Congratulations Dr. Berrenur Saylam!
Posted on July 2, 2024 (Last modified on December 5, 2024) • 2 min read • 219 wordsBerrenur Saylam has successfully defended her PhD thesis
This thesis investigates the potential of wearable sensors and self-reported questionnaires by exploring different factors of human well-being using digital biomarkers. The primary goal is to identify and validate these biomarkers, comparing them against traditional psychological studies. Various machine learning models are trained and validated for analyzing different well-being factors, including sleep, mental well-being (stress, anxiety, depression, positive and negative affect), and academic achievement. Two extensive datasets are utilized in these explorations: NetHealth, which is collected from more than 700 college students over 4 years, and Tesserae collected over a year of 757 office workers.
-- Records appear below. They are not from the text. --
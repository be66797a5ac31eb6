//! Error types for indras-writeback
//!
//! The interval structure itself cannot fail: every operation is an
//! in-memory byte manipulation. Errors only surface from the buffer pool
//! configuration.

use thiserror::Error;

/// Errors that can occur while configuring the write-back buffer
#[derive(Debug, Error)]
pub enum WritebackError {
    /// Pool configuration values are inconsistent
    #[error("Invalid pool configuration: {0}")]
    InvalidConfig(String),

    /// Pool configuration could not be parsed
    #[error("Config parse error: {0}")]
    Config(#[from] serde_json::Error),
}

impl WritebackError {
    /// Create a new InvalidConfig error
    pub fn invalid_config(message: impl Into<String>) -> Self {
        Self::InvalidConfig(message.into())
    }
}

/// Result type for write-back configuration operations
pub type WritebackResult<T> = Result<T, WritebackError>;
//! Continuous intervals: the set of dirty runs of one file
//!
//! Writes land via [`ContinuousIntervals::add_interval`], which trims or
//! splits every run the new bytes overlap and then joins the write to any
//! run it touches end to end. Afterwards the runs are pairwise disjoint and
//! never adjacent.
//!
//! ```text
//!   existing:        [====A====]          [==B==]
//!   write:                 [####]
//!   after trim:      [=A'=]      [A"]     [==B==]
//!   after join:      [=A'=####A"]         [==B==]
//! ```
//!
//! The structure is single-threaded; callers serialize access per file.

use std::sync::Arc;

use bytes::Bytes;
use tracing::debug;

use crate::node::IntervalNode;
use crate::pool::{BufferPool, SharedBufferPool};
use crate::run::IntervalRun;

/// Unordered collection of disjoint, non-adjacent [`IntervalRun`]s
#[derive(Debug)]
pub struct ContinuousIntervals<P: BufferPool = SharedBufferPool> {
    runs: Vec<IntervalRun<P>>,
    pool: Arc<P>,
}

impl Default for ContinuousIntervals<SharedBufferPool> {
    fn default() -> Self {
        Self::new()
    }
}

impl ContinuousIntervals<SharedBufferPool> {
    /// Create an empty collection backed by the process-wide pool
    pub fn new() -> Self {
        Self::with_pool(SharedBufferPool::global())
    }
}

impl<P: BufferPool> ContinuousIntervals<P> {
    /// Create an empty collection backed by `pool`
    pub fn with_pool(pool: Arc<P>) -> Self {
        Self {
            runs: Vec::new(),
            pool,
        }
    }

    /// The pool lending buffers to this collection's runs
    pub fn pool(&self) -> &Arc<P> {
        &self.pool
    }

    /// Number of runs currently buffered
    pub fn len(&self) -> usize {
        self.runs.len()
    }

    pub fn is_empty(&self) -> bool {
        self.runs.is_empty()
    }

    /// The buffered runs, in no particular order
    pub fn runs(&self) -> impl Iterator<Item = &IntervalRun<P>> {
        self.runs.iter()
    }

    /// Sum of all run sizes
    pub fn total_size(&self) -> i64 {
        self.runs.iter().map(IntervalRun::size).sum()
    }

    /// Buffer `data` at `offset`, overwriting whatever it overlaps
    ///
    /// Empty writes are ignored. The write must end at or before `i64::MAX`;
    /// a write whose end would overflow is dropped.
    pub fn add_interval(&mut self, data: impl Into<Bytes>, offset: i64) {
        let data = data.into();
        if data.is_empty() {
            return;
        }
        let Some(stop) = i64::try_from(data.len())
            .ok()
            .and_then(|len| offset.checked_add(len))
        else {
            debug!(offset, size = data.len(), "Dropping write past the offset range");
            return;
        };
        let start = offset;

        let existing = std::mem::take(&mut self.runs);
        let mut survivors = Vec::with_capacity(existing.len() + 1);
        for run in existing {
            let (run_start, run_end) = (run.offset(), run.end());
            if run_end <= start || stop <= run_start {
                survivors.push(run);
                continue;
            }
            if run_start < start {
                survivors.push(run.sub_range(run_start, start));
            }
            if stop < run_end {
                survivors.push(run.sub_range(stop, run_end));
            }
            debug!(run_start, run_end, start, stop, "Run overwritten by write");
            run.destroy();
        }
        self.runs = survivors;

        let next = self.runs.iter().position(|run| run.offset() == stop);
        let prev = self.runs.iter().position(|run| run.end() == start);

        match (prev, next) {
            (Some(prev), Some(next)) => {
                self.runs[prev].append_to_tail(&data);
                let next_run = self.runs.remove(next);
                let prev = if prev > next { prev - 1 } else { prev };
                self.runs[prev].absorb(next_run);
            }
            (Some(prev), None) => self.runs[prev].append_to_tail(&data),
            (None, Some(next)) => {
                self.runs[next].prepend_to_head(IntervalNode::new(data, offset));
            }
            (None, None) => {
                debug!(
                    offset,
                    size = stop - start,
                    runs = self.runs.len() + 1,
                    "New dirty run"
                );
                let node = IntervalNode::new(data, offset);
                self.runs.push(IntervalRun::new(node, Arc::clone(&self.pool)));
            }
        }
    }

    /// Copy buffered bytes of `[start_offset, start_offset + dest.len())` into `dest`
    ///
    /// Returns the highest offset covered by any run, or 0 if nothing in the
    /// window is buffered. Uncovered bytes of `dest` are left untouched. The
    /// window is clamped at `i64::MAX`.
    pub fn read_data_at(&self, dest: &mut [u8], start_offset: i64) -> i64 {
        let window_end = start_offset.saturating_add(dest.len() as i64);
        let mut max_stop = 0;
        for run in &self.runs {
            let start = start_offset.max(run.offset());
            let stop = window_end.min(run.end());
            if start < stop {
                let at = (start - start_offset) as usize;
                run.read_data(&mut dest[at..], start, stop);
                max_stop = max_stop.max(stop);
            }
        }
        max_stop
    }

    /// Take out the largest run for write-back
    ///
    /// Equal sizes go to the run with the smallest offset. Returns `None`
    /// when nothing non-empty is buffered. The caller owns the run and
    /// destroys it once its chunks are persisted.
    pub fn remove_largest_interval_list(&mut self) -> Option<IntervalRun<P>> {
        let mut best: Option<(usize, i64, i64)> = None;
        for (index, run) in self.runs.iter().enumerate() {
            let (size, offset) = (run.size(), run.offset());
            best = match best {
                None if size > 0 => Some((index, size, offset)),
                Some((_, best_size, best_offset))
                    if size > best_size || (size == best_size && offset < best_offset) =>
                {
                    Some((index, size, offset))
                }
                other => other,
            };
        }

        let (index, size, offset) = best?;
        debug!(
            offset,
            size,
            remaining = self.runs.len() - 1,
            "Evicting largest run"
        );
        Some(self.runs.remove(index))
    }

    /// Destroy every buffered run
    pub fn clear(&mut self) {
        self.runs.drain(..).for_each(IntervalRun::destroy);
    }
}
Advanced techniques, incorporating the analysis of time-lagged data to capture temporal patterns and multitask learning, are employed to unravel complex relationships among well-being parameters. The research unfolds systematically, progressing from single well-being factor exploration to time-based and multi-task methodologies. This thesis emphasizes the importance of incorporating temporal dimensions and multi-task learning strategies for a more comprehensive understanding of well-being and the factors influencing it. Our findings offer valuable insights into the identification of reliable biomarkers and the relationships between various well-being aspects within two different target groups of university students and office workers. It aims to provide a new perspective, moving beyond single-factor exploration to enhance the comprehensiveness and applicability of well-being studies.